Try it :: Examine each line of the data, and copy the ones containing "pikachu".

* * * * *

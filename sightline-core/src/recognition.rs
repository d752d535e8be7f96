//! Recognition data model: candidates, results and enrichment payloads.

use crate::{EntityId, ImageFingerprint, Timestamp};
use serde::{Deserialize, Serialize};

// ============================================================================
// CANDIDATE
// ============================================================================

/// One classifier guess with its confidence score.
///
/// Produced only by a classifier and never modified afterwards.
#[derive(Debug, Clone, PartialEq, Serialize, Deserialize)]
pub struct Candidate {
    /// Entity identifier in the classifier's label space
    pub entity_id: EntityId,
    /// Human-readable label (e.g. "pikachu")
    pub label: String,
    /// Confidence score in [0.0, 1.0]
    pub confidence: f32,
}

impl Candidate {
    /// Create a candidate. Confidence is clamped into [0.0, 1.0]; NaN becomes 0.0.
    pub fn new(entity_id: EntityId, label: impl Into<String>, confidence: f32) -> Self {
        let confidence = if confidence.is_nan() {
            0.0
        } else {
            confidence.clamp(0.0, 1.0)
        };
        Self {
            entity_id,
            label: label.into(),
            confidence,
        }
    }
}

// ============================================================================
// ENRICHMENT
// ============================================================================

/// Opaque enrichment document returned by a data source.
#[derive(Debug, Clone, PartialEq, Serialize, Deserialize)]
#[serde(transparent)]
pub struct EnrichmentPayload(pub serde_json::Value);

impl EnrichmentPayload {
    pub fn new(value: serde_json::Value) -> Self {
        Self(value)
    }

    pub fn as_json(&self) -> &serde_json::Value {
        &self.0
    }

    pub fn into_json(self) -> serde_json::Value {
        self.0
    }
}

impl From<serde_json::Value> for EnrichmentPayload {
    fn from(value: serde_json::Value) -> Self {
        Self(value)
    }
}

/// Why a successful identification carries no enrichment data.
#[derive(Debug, Clone, PartialEq, Eq, Serialize, Deserialize)]
#[serde(tag = "kind", rename_all = "snake_case")]
pub enum Degradation {
    /// The data source failed with a transient error
    EnrichmentUnavailable { reason: String },
    /// The enrichment breaker rejected the call without trying
    EnrichmentCircuitOpen,
    /// The data source did not answer within the enrichment timeout
    EnrichmentTimedOut,
    /// The data source does not know the entity the classifier reported
    EntityNotFound,
}

impl Degradation {
    /// True when the degradation reflects dependency health rather than data.
    ///
    /// Only these results are worth upgrading once the dependency recovers;
    /// a missing entity stays missing.
    pub fn is_dependency_failure(&self) -> bool {
        !matches!(self, Degradation::EntityNotFound)
    }
}

// ============================================================================
// MODEL INFO
// ============================================================================

/// Metadata describing the classifier behind an orchestrator.
#[derive(Debug, Clone, PartialEq, Eq, Serialize, Deserialize)]
pub struct ModelInfo {
    pub name: String,
    pub version: String,
    pub num_classes: usize,
}

// ============================================================================
// IDENTIFICATION RESULT
// ============================================================================

/// Outcome of one successful identification.
///
/// Built once per orchestration call and cached by image fingerprint. Cache
/// hits hand out clones, never a handle into the cache.
#[derive(Debug, Clone, PartialEq, Serialize, Deserialize)]
pub struct IdentificationResult {
    /// Highest-confidence candidate
    pub primary: Candidate,
    /// Runner-up candidates, only populated when the primary is below threshold
    pub alternatives: Vec<Candidate>,
    /// Enrichment document for the primary candidate, if enrichment succeeded
    pub enriched_data: Option<EnrichmentPayload>,
    /// Set when enrichment did not complete
    pub degradation: Option<Degradation>,
    /// True when this result was served from the fingerprint cache
    pub served_from_cache: bool,
    /// Fingerprint of the image this result describes
    pub fingerprint: ImageFingerprint,
    /// Version of the classifier that produced the candidates
    pub model_version: String,
    /// Wall time spent producing the result on the miss path
    pub processing_time_ms: u64,
    /// When the result was first produced
    pub identified_at: Timestamp,
}

impl IdentificationResult {
    /// Whether enrichment was skipped or failed.
    pub fn is_degraded(&self) -> bool {
        self.degradation.is_some()
    }

    /// Copy of this result marked as served from cache.
    pub fn as_cache_hit(&self) -> Self {
        Self {
            served_from_cache: true,
            ..self.clone()
        }
    }

    /// Copy of this result with enrichment filled in and degradation cleared.
    pub fn with_enrichment(&self, payload: EnrichmentPayload) -> Self {
        Self {
            enriched_data: Some(payload),
            degradation: None,
            ..self.clone()
        }
    }

    /// Every candidate in rank order, primary first.
    pub fn ranked(&self) -> impl Iterator<Item = &Candidate> {
        std::iter::once(&self.primary).chain(self.alternatives.iter())
    }
}

#[cfg(test)]
mod tests {
    use super::*;
    use chrono::Utc;

    fn sample_result() -> IdentificationResult {
        IdentificationResult {
            primary: Candidate::new(25, "pikachu", 0.4),
            alternatives: vec![Candidate::new(26, "raichu", 0.3)],
            enriched_data: None,
            degradation: Some(Degradation::EnrichmentCircuitOpen),
            served_from_cache: false,
            fingerprint: ImageFingerprint::of(b"img"),
            model_version: "mock-v1.0.0".to_string(),
            processing_time_ms: 12,
            identified_at: Utc::now(),
        }
    }

    #[test]
    fn test_candidate_confidence_clamped() {
        assert_eq!(Candidate::new(1, "a", 1.5).confidence, 1.0);
        assert_eq!(Candidate::new(1, "a", -0.2).confidence, 0.0);
        assert_eq!(Candidate::new(1, "a", f32::NAN).confidence, 0.0);
        assert_eq!(Candidate::new(1, "a", 0.42).confidence, 0.42);
    }

    #[test]
    fn test_as_cache_hit_leaves_original_untouched() {
        let result = sample_result();
        let hit = result.as_cache_hit();
        assert!(hit.served_from_cache);
        assert!(!result.served_from_cache);
        assert_eq!(hit.primary, result.primary);
        assert_eq!(hit.alternatives, result.alternatives);
    }

    #[test]
    fn test_with_enrichment_clears_degradation() {
        let result = sample_result();
        assert!(result.is_degraded());
        let upgraded = result.with_enrichment(EnrichmentPayload::new(serde_json::json!({"id": 25})));
        assert!(!upgraded.is_degraded());
        assert_eq!(upgraded.enriched_data.unwrap().as_json()["id"], 25);
    }

    #[test]
    fn test_ranked_order() {
        let result = sample_result();
        let ids: Vec<_> = result.ranked().map(|c| c.entity_id).collect();
        assert_eq!(ids, vec![25, 26]);
    }

    #[test]
    fn test_degradation_dependency_failure() {
        assert!(Degradation::EnrichmentTimedOut.is_dependency_failure());
        assert!(Degradation::EnrichmentCircuitOpen.is_dependency_failure());
        assert!(Degradation::EnrichmentUnavailable {
            reason: "503".to_string()
        }
        .is_dependency_failure());
        assert!(!Degradation::EntityNotFound.is_dependency_failure());
    }

    #[test]
    fn test_degradation_serde_tagged() {
        let json = serde_json::to_value(Degradation::EntityNotFound).unwrap();
        assert_eq!(json["kind"], "entity_not_found");
    }
}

* * * * *

Written solution ::
    /// Human-readable label (e.g. "pikachu")
            primary: Candidate::new(25, "pikachu", 0.4),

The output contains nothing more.